#### Exercise directions
Every line of the data that contains the string "named" must be copied.
----- Given records -----
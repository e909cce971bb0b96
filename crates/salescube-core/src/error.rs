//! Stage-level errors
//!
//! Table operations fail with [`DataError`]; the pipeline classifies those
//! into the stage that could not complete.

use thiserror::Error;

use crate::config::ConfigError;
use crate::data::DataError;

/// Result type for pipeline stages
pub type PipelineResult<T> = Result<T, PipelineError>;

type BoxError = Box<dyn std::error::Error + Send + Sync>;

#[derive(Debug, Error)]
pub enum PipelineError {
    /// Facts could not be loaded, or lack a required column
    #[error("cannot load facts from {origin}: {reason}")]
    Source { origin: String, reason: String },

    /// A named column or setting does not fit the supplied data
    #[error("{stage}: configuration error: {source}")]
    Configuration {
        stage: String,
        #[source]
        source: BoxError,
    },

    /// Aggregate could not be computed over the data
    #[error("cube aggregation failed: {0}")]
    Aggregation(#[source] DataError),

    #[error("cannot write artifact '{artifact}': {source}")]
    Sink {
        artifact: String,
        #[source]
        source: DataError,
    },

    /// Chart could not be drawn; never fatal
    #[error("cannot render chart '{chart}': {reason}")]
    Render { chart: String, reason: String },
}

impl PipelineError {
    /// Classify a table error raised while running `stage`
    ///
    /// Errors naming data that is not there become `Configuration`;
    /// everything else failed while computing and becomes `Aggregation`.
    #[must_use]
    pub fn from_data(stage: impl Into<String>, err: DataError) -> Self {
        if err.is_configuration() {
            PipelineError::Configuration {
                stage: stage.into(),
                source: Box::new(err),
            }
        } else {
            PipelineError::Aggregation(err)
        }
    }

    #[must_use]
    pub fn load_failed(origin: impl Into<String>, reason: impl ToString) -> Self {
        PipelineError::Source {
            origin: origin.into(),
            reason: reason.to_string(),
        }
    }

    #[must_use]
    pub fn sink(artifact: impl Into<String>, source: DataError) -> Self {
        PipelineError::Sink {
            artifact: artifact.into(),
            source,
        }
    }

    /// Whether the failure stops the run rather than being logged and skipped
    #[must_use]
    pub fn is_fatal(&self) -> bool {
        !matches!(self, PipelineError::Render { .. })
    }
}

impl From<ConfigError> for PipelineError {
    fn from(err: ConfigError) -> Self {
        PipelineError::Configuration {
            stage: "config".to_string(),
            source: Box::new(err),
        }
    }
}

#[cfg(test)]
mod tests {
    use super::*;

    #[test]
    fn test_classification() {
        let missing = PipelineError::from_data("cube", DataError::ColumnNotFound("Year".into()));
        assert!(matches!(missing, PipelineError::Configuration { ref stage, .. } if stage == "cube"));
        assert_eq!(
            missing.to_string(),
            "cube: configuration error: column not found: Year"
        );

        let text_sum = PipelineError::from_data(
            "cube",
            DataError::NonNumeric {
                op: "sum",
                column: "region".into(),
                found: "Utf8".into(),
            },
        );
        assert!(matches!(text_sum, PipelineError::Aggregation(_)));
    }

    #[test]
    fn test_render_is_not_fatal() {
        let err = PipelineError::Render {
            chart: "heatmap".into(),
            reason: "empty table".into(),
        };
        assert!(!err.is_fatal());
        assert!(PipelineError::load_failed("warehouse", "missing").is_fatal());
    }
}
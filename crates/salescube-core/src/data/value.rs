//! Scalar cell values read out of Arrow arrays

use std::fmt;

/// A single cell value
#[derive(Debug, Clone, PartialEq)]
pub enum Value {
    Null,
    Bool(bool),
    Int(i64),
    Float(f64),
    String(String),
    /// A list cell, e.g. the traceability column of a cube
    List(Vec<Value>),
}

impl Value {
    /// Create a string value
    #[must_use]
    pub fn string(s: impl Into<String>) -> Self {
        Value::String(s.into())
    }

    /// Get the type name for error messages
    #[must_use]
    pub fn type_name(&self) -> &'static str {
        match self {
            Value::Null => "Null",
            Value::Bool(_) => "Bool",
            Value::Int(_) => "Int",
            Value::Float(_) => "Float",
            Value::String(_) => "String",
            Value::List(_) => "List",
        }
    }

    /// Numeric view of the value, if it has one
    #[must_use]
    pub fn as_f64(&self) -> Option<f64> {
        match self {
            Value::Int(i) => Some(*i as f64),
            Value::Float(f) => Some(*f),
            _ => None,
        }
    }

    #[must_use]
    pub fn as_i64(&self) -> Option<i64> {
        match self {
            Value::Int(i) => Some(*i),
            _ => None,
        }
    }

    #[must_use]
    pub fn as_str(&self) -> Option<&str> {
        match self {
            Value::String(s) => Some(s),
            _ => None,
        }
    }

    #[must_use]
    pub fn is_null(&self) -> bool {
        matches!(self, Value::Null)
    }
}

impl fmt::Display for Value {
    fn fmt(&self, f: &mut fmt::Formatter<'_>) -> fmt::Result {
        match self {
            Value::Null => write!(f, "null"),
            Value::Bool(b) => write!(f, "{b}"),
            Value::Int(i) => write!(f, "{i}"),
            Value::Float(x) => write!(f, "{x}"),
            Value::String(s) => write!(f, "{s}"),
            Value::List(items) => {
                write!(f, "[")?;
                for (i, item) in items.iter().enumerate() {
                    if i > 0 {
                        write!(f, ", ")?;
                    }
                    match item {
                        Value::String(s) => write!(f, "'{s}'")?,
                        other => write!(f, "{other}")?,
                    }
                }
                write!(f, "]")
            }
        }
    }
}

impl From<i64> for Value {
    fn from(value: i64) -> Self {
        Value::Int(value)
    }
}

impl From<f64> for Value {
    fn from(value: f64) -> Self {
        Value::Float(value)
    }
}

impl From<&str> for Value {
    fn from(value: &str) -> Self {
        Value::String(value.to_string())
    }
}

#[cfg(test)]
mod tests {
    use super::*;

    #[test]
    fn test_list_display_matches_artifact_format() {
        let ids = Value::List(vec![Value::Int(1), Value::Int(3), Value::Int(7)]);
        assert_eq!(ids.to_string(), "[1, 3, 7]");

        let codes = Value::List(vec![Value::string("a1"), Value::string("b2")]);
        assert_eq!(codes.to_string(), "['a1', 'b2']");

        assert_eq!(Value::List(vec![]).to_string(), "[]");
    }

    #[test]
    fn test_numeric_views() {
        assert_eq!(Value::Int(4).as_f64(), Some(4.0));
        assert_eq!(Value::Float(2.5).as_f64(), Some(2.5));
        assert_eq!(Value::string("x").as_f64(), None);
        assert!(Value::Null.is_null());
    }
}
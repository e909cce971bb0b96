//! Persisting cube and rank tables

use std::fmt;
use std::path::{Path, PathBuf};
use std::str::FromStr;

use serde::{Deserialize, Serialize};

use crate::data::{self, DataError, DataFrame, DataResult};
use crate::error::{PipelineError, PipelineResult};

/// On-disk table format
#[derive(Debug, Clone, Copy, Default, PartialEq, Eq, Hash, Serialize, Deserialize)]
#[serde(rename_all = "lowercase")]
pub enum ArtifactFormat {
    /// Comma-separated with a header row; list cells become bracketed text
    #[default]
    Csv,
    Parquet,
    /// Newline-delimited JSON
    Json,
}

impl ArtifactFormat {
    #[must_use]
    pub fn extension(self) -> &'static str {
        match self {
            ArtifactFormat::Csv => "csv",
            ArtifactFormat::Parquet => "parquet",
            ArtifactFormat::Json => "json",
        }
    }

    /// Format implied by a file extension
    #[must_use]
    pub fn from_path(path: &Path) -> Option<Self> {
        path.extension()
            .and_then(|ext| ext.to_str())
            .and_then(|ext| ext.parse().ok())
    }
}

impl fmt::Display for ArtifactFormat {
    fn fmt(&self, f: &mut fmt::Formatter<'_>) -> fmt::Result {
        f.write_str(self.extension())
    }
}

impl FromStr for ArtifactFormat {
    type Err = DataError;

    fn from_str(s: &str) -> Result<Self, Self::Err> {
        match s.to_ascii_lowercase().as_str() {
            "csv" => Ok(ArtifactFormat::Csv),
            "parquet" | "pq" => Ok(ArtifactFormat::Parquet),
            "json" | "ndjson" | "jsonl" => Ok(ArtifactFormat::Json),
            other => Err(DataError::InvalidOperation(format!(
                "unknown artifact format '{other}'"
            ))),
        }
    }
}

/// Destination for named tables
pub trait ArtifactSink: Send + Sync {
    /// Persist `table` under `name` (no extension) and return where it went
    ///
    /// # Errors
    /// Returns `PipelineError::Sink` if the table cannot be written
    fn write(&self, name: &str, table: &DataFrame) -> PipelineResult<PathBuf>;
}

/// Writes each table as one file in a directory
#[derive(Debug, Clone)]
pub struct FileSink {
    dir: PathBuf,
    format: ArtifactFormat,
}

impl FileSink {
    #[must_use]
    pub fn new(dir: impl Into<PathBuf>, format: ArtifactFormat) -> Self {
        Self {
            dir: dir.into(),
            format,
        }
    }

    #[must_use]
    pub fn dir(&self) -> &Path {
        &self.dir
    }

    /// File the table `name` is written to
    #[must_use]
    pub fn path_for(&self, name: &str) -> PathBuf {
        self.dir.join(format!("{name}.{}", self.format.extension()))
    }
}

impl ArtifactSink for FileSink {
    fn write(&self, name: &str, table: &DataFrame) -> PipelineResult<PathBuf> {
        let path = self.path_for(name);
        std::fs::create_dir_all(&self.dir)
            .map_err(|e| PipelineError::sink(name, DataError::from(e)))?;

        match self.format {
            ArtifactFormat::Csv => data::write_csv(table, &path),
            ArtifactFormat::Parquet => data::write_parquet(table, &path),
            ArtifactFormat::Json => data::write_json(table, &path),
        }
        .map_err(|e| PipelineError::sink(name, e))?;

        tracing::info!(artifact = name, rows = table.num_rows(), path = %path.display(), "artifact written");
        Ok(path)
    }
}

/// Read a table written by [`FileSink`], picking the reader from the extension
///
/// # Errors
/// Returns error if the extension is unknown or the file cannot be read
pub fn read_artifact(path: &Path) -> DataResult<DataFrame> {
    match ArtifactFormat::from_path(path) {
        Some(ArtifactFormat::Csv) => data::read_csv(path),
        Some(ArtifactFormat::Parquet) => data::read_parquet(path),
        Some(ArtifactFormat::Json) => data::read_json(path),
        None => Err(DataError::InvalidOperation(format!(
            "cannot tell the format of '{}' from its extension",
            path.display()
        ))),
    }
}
-----
#### Result of the task
    /// A named column or setting does not fit the supplied data
/// Destination for named tables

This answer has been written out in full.